The two risky assets you can invest in are Exxon and BP. Exxon has a mean return
ID: 1171805 • Letter: T
Question
The two risky assets you can invest in are Exxon and BP. Exxon has a mean return of 8% and a standard deviation of 10%. BP has mean return of 10 percent and standard deviation of 15 percent. The correlation between the two is 0.25. The tangency portfolio has weight of 55% in Exxon.
The risk free asset has return of 3.0 percent. What is the expected return and standard deviation of the tangency portfolio?
You desire an expected return of 25%. What will be the standard deviation of your portfolio? What fraction of your portfolio will be invested in Exxon?
Explanation / Answer
Tangency Portfolio is the optimally risky portfolio as it is the point of tangency of the CAL to the efficient frontier of risky assets.
Exxon Weight = 0.55 and BP Weight = 0.45
Let the expected return and standard deviation of the tangency portfolio be Rt and St respectively.
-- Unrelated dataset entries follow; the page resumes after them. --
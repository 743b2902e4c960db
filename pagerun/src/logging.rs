//! Tracing subscriber setup.
//!
//! Events go to stderr, and additionally to a daily-rolling file when a log
//! directory is given. Filtering follows `RUST_LOG`, `info` by default.

use std::io;
use std::path::Path;
use std::sync::OnceLock;

use pagerun_shared::errors::{PagerunError, PagerunResult};
use tracing_appender::non_blocking::WorkerGuard;
use tracing_subscriber::EnvFilter;
use tracing_subscriber::layer::SubscriberExt;
use tracing_subscriber::util::SubscriberInitExt;

const LOG_FILE_PREFIX: &str = "pagerun.log";

/// Flush guard of the file writer; lives as long as the process.
static FILE_GUARD: OnceLock<Option<WorkerGuard>> = OnceLock::new();

/// Install the global subscriber.
///
/// Only the first call has an effect; later calls return `Ok` without
/// touching the installed subscriber.
///
/// # Errors
///
/// Returns `Storage` if `log_dir` cannot be created.
pub fn init_logging(log_dir: Option<&Path>) -> PagerunResult<()> {
    if FILE_GUARD.get().is_some() {
        return Ok(());
    }

    let env_filter = EnvFilter::try_from_default_env().unwrap_or_else(|_| EnvFilter::new("info"));

    let stderr_layer = tracing_subscriber::fmt::layer()
        .with_writer(io::stderr)
        .with_target(false);

    let (file_layer, guard) = match log_dir {
        Some(dir) => {
            std::fs::create_dir_all(dir).map_err(|e| {
                PagerunError::Storage(format!(
                    "failed to create log directory {}: {}",
                    dir.display(),
                    e
                ))
            })?;
            let appender = tracing_appender::rolling::daily(dir, LOG_FILE_PREFIX);
            let (writer, guard) = tracing_appender::non_blocking(appender);
            let layer = tracing_subscriber::fmt::layer()
                .with_writer(writer)
                .with_ansi(false);
            (Some(layer), Some(guard))
        }
        None => (None, None),
    };

    let installed = tracing_subscriber::registry()
        .with(env_filter)
        .with(stderr_layer)
        .with(file_layer)
        .try_init()
        .is_ok();

    // Lost a race or a subscriber was installed elsewhere; keep the first
    if FILE_GUARD.set(guard).is_err() || !installed {
        return Ok(());
    }

    tracing::debug!(log_dir = ?log_dir, "Logging initialized");
    Ok(())
}
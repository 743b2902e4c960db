//! Shared fixtures: a scratch project and `sh` scripts standing in for the
//! external tools.

#![allow(dead_code)]

use std::path::Path;
use std::sync::Arc;
use std::time::Duration;

use pagerun::{
    EngineOptions, ExecutionState, ImageType, PipelineEngine, PipelineStage, ProjectLayout,
    StageExecution, ToolSpec,
};
use tempfile::TempDir;

/// Writes one `NNNN.bin.png`/`NNNN.nrm.png` pair per input image into the
/// directory following `-o`.
pub const PREPROCESS_OK: &str = r#"
out=""; prev=""
for a in "$@"; do
  if [ "$prev" = "-o" ]; then out="$a"; fi
  prev="$a"
done
i=0
for a in "$@"; do
  case "$a" in
    *.png)
      i=$((i+1))
      n=$(printf '%04d' "$i")
      echo "processing $a"
      echo "bin $a" > "$out/$n.bin.png"
      echo "nrm $a" > "$out/$n.nrm.png"
      ;;
  esac
done
"#;

/// Like [`PREPROCESS_OK`], pausing before each page.
pub const PREPROCESS_SLOW: &str = r#"
out=""; prev=""
for a in "$@"; do
  if [ "$prev" = "-o" ]; then out="$a"; fi
  prev="$a"
done
i=0
for a in "$@"; do
  case "$a" in
    *.png)
      sleep 0.15
      i=$((i+1))
      n=$(printf '%04d' "$i")
      echo "bin $a" > "$out/$n.bin.png"
      echo "nrm $a" > "$out/$n.nrm.png"
      ;;
  esac
done
"#;

/// Runs `sleep` as a child of the shell instead of replacing it.
pub const FORKED_HANG: &str = "sleep 20; true";

/// Produces the first page, then hangs until killed.
pub const PREPROCESS_HALF_THEN_HANG: &str = r#"
out=""; prev=""
for a in "$@"; do
  if [ "$prev" = "-o" ]; then out="$a"; fi
  prev="$a"
done
: > "$out/0001.bin.png"
exec sleep 30
"#;

/// Writes `<page>.xml` into the directory following `--output`.
pub const SEGMENT_OK: &str = r#"
out=""; prev=""
for a in "$@"; do
  if [ "$prev" = "--output" ]; then out="$a"; fi
  prev="$a"
done
for a in "$@"; do
  case "$a" in
    *.png) p=$(basename "$a" .png); echo "<PcGts/>" > "$out/$p.xml" ;;
  esac
done
"#;

/// Creates `<output>/<page>/region.png` for the page named by `--image`.
pub const EXTRACT_OK: &str = r#"
img=""; out=""; prev=""
for a in "$@"; do
  if [ "$prev" = "--image" ]; then img="$a"; fi
  if [ "$prev" = "--output" ]; then out="$a"; fi
  prev="$a"
done
p=$(basename "$img" .png)
mkdir -p "$out/$p"
: > "$out/$p/region.png"
echo "extracted $p"
"#;

pub const HANG: &str = "exec sleep 30";

pub const SUCCEED: &str = "exit 0";

pub const FAIL: &str = "echo boom >&2; exit 3";

/// `sh -c <script>`; stage arguments arrive as `$1...`.
pub fn script_tool(script: &str) -> ToolSpec {
    ToolSpec::new("sh").with_args(["-c", script, "fake-tool"])
}

/// Options with fast polling, no retention and every tool succeeding.
pub fn options() -> EngineOptions {
    let mut options = EngineOptions::default();
    options.progress_poll_interval_ms = 20;
    options.stop_grace_period_ms = 500;
    options.retention_ms = 0;
    options.tools.preprocessing = script_tool(PREPROCESS_OK);
    options.tools.segmentation = script_tool(SEGMENT_OK);
    options.tools.region_extraction = script_tool(EXTRACT_OK);
    options.tools.ground_truth_search = script_tool(SUCCEED);
    options
}

pub fn engine_with(configure: impl FnOnce(&mut EngineOptions)) -> PipelineEngine {
    let mut options = options();
    configure(&mut options);
    PipelineEngine::new(options).unwrap()
}

pub fn set_tool(options: &mut EngineOptions, stage: PipelineStage, script: &str) {
    options.tools.set(stage, script_tool(script));
}

pub fn pages(ids: &[&str]) -> Vec<String> {
    ids.iter().map(|id| id.to_string()).collect()
}

/// Scratch project with `Original/<page>.png` for every page.
pub struct Project {
    pub dir: TempDir,
    pub layout: ProjectLayout,
}

impl Project {
    pub fn new(page_ids: &[&str]) -> Self {
        let dir = tempfile::tempdir().unwrap();
        let layout = ProjectLayout::new(dir.path(), ImageType::Binary);
        std::fs::create_dir_all(layout.original_dir()).unwrap();
        for page in page_ids {
            std::fs::write(layout.original_image(page), b"original").unwrap();
        }
        Self { dir, layout }
    }

    pub fn root(&self) -> &Path {
        self.dir.path()
    }
}

pub async fn wait_terminal(execution: &Arc<StageExecution>) -> ExecutionState {
    tokio::time::timeout(Duration::from_secs(15), execution.wait())
        .await
        .expect("execution did not finish in time")
}

/// Poll until `check` holds or the timeout expires.
pub async fn eventually(mut check: impl FnMut() -> bool) -> bool {
    let deadline = tokio::time::Instant::now() + Duration::from_secs(10);
    while tokio::time::Instant::now() < deadline {
        if check() {
            return true;
        }
        tokio::time::sleep(Duration::from_millis(10)).await;
    }
    check()
}
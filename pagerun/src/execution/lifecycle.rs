//! Drives one stage execution from acceptance to its terminal state.
//!
//! Order of work:
//! 1. check inputs, create directories, delete stale outputs
//! 2. run each invocation, sampling progress while it runs
//! 3. post-process, then report 100
//!
//! Any error moves the execution to `Failed`; a cancel request observed at
//! a checkpoint or through the process exit moves it to `Cancelled`. Both
//! reset progress to the sentinel. The registry entry is released in every
//! case, including a panic inside a task.

use super::tasks::{Invocation, StageTask, remove_stale_outputs};
use super::{ExecutionState, StageExecution};
use crate::metrics::EngineMetricsStorage;
use crate::options::EngineOptions;
use crate::process::{ProcessExit, ProcessHandle};
use crate::progress::{ProgressSource, percent};
use crate::registry::ExecutionRegistry;
use pagerun_shared::errors::{PagerunError, PagerunResult};
use std::sync::Arc;
use std::time::{Duration, Instant};
use tokio::time::MissedTickBehavior;

/// Engine state an execution task needs.
#[derive(Clone)]
pub(crate) struct RunContext {
    pub registry: ExecutionRegistry,
    pub metrics: Arc<EngineMetricsStorage>,
    pub options: Arc<EngineOptions>,
}

enum Outcome {
    Completed,
    Cancelled,
    Failed(PagerunError),
}

/// Finalizes the execution as failed if dropped while still armed.
struct FinishGuard<'a> {
    execution: &'a Arc<StageExecution>,
    ctx: &'a RunContext,
    started: Instant,
    armed: bool,
}

impl<'a> FinishGuard<'a> {
    fn new(execution: &'a Arc<StageExecution>, ctx: &'a RunContext) -> Self {
        Self {
            execution,
            ctx,
            started: Instant::now(),
            armed: true,
        }
    }

    fn finish(mut self, outcome: Outcome) {
        self.armed = false;
        finish(self.execution, self.ctx, outcome, self.started.elapsed());
    }
}

impl Drop for FinishGuard<'_> {
    fn drop(&mut self) {
        if self.armed {
            tracing::error!(
                execution_id = %self.execution.id(),
                stage = %self.execution.stage(),
                "Execution task ended without a result"
            );
            finish(
                self.execution,
                self.ctx,
                Outcome::Failed(PagerunError::Internal("execution aborted".into())),
                self.started.elapsed(),
            );
        }
    }
}

/// Run `task` for `execution`, which must already be `Running`.
pub(crate) async fn run(execution: Arc<StageExecution>, task: Box<dyn StageTask>, ctx: RunContext) {
    let guard = FinishGuard::new(&execution, &ctx);

    tracing::info!(
        execution_id = %execution.id(),
        session = %execution.session(),
        stage = %execution.stage(),
        pages = execution.pages().len(),
        project = %execution.layout().root().display(),
        "Starting stage execution"
    );

    let outcome = match drive(&execution, task.as_ref(), &ctx).await {
        Ok(outcome) => outcome,
        Err(e) => Outcome::Failed(e),
    };
    guard.finish(outcome);
}

async fn drive(
    execution: &StageExecution,
    task: &dyn StageTask,
    ctx: &RunContext,
) -> PagerunResult<Outcome> {
    let layout = execution.layout();
    let pages = execution.pages();
    let stage = execution.stage();

    task.check_inputs(layout, pages)?;
    layout.prepare(stage)?;
    remove_stale_outputs(layout, stage, pages).await?;
    task.prepare(layout, pages).await?;

    let tool = ctx.options.tools.for_stage(stage);
    let invocations = task.invocations(tool, layout, pages)?;
    let source = task.progress_source(layout, pages);
    let total = invocations.len();

    for (index, invocation) in invocations.iter().enumerate() {
        if execution.cancel_requested() {
            return Ok(Outcome::Cancelled);
        }

        let Some(exit) = run_invocation(execution, invocation, &source, ctx).await? else {
            return Ok(Outcome::Cancelled);
        };
        if execution.cancel_requested() {
            return Ok(Outcome::Cancelled);
        }
        exit.into_result()?;

        if let ProgressSource::PerInvocation { cap } = source {
            execution
                .progress_handle()
                .advance(percent(index + 1, total, cap));
        }
    }

    if execution.cancel_requested() {
        return Ok(Outcome::Cancelled);
    }

    // Pages the tool skipped silently would otherwise hold progress low
    execution.progress_handle().advance(source.cap());
    task.post_process(layout, pages).await?;
    Ok(Outcome::Completed)
}

/// Spawn one process and wait for it. `None` when cancelled before spawn.
async fn run_invocation(
    execution: &StageExecution,
    invocation: &Invocation,
    source: &ProgressSource,
    ctx: &RunContext,
) -> PagerunResult<Option<ProcessExit>> {
    let handle = Arc::new(
        ProcessHandle::new()
            .with_console(execution.console().clone())
            .with_console_capture(ctx.options.capture_console)
            .with_grace_period(ctx.options.stop_grace_period()),
    );
    if !execution.attach_process(Arc::clone(&handle)) {
        return Ok(None);
    }

    tracing::debug!(
        execution_id = %execution.id(),
        program = %invocation.program,
        page = ?invocation.page,
        "Running tool"
    );
    handle
        .start(&invocation.program, &invocation.args, false)
        .await?;

    // Interval is validated non-zero by the engine
    let mut ticker = tokio::time::interval(ctx.options.progress_poll_interval());
    ticker.set_missed_tick_behavior(MissedTickBehavior::Delay);

    let exit = loop {
        tokio::select! {
            exit = handle.wait() => break exit,
            _ = ticker.tick() => {
                let value = source.sample(execution.pages());
                execution.progress_handle().advance(value);
            }
        }
    };

    let exit = match exit {
        Ok(exit) => exit,
        Err(e) => {
            handle.request_stop();
            return Err(e);
        }
    };

    tracing::debug!(
        execution_id = %execution.id(),
        program = %invocation.program,
        exit_code = ?exit.code,
        signal = ?exit.signal,
        "Tool exited"
    );
    execution.record_exit(exit);
    Ok(Some(exit))
}

fn finish(execution: &Arc<StageExecution>, ctx: &RunContext, outcome: Outcome, elapsed: Duration) {
    let progress = execution.progress_handle();
    let (state, failure) = match outcome {
        Outcome::Completed => {
            progress.complete();
            (ExecutionState::Completed, None)
        }
        Outcome::Cancelled => {
            progress.reset();
            (ExecutionState::Cancelled, None)
        }
        Outcome::Failed(e) => {
            execution
                .console()
                .err
                .push_line(&format!("{} failed: {}", execution.stage(), e));
            progress.reset();
            (ExecutionState::Failed, Some((e.kind(), e.to_string())))
        }
    };

    let error = failure.as_ref().map(|(_, message)| message.clone());
    if execution.finish(state, error) {
        ctx.metrics.record_finished(state);
    }

    match &failure {
        Some((kind, message)) => tracing::warn!(
            execution_id = %execution.id(),
            stage = %execution.stage(),
            duration_ms = elapsed.as_millis() as u64,
            error_kind = *kind,
            error = %message,
            "Stage execution failed"
        ),
        None => tracing::info!(
            execution_id = %execution.id(),
            stage = %execution.stage(),
            state = %state,
            duration_ms = elapsed.as_millis() as u64,
            "Stage execution finished"
        ),
    }

    if let Err(e) = ctx.registry.release(execution) {
        tracing::error!(
            execution_id = %execution.id(),
            error = %e,
            "Failed to release execution from registry"
        );
    }
}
Rt = 0.55 x 8 + 0.45 x 10 = 8.9 %
Correlation = 0.25
St = [{0.1 x 0.55}^(2) + {0.15 x 0.45}^(2) + 2 x 0.55 x 0.45 x 0.1 x 0.15 x 0.25]^(1/2) = 9.715 %
Risk-Free Rate = Rf = 3 %
Expected Return = E(r) = 25 %
Let the fraction of investment in risky asset be y
Therefore, E(r) = Rf + y x (Rt - Rf) = 3 + y x (8.9 - 3)
25 = 3 + 5.9y
y = (22/5.9) = 3.73
A value greater than 1 implies that this is a leverage portfolio, one where portfolio investments have been made by borrowing.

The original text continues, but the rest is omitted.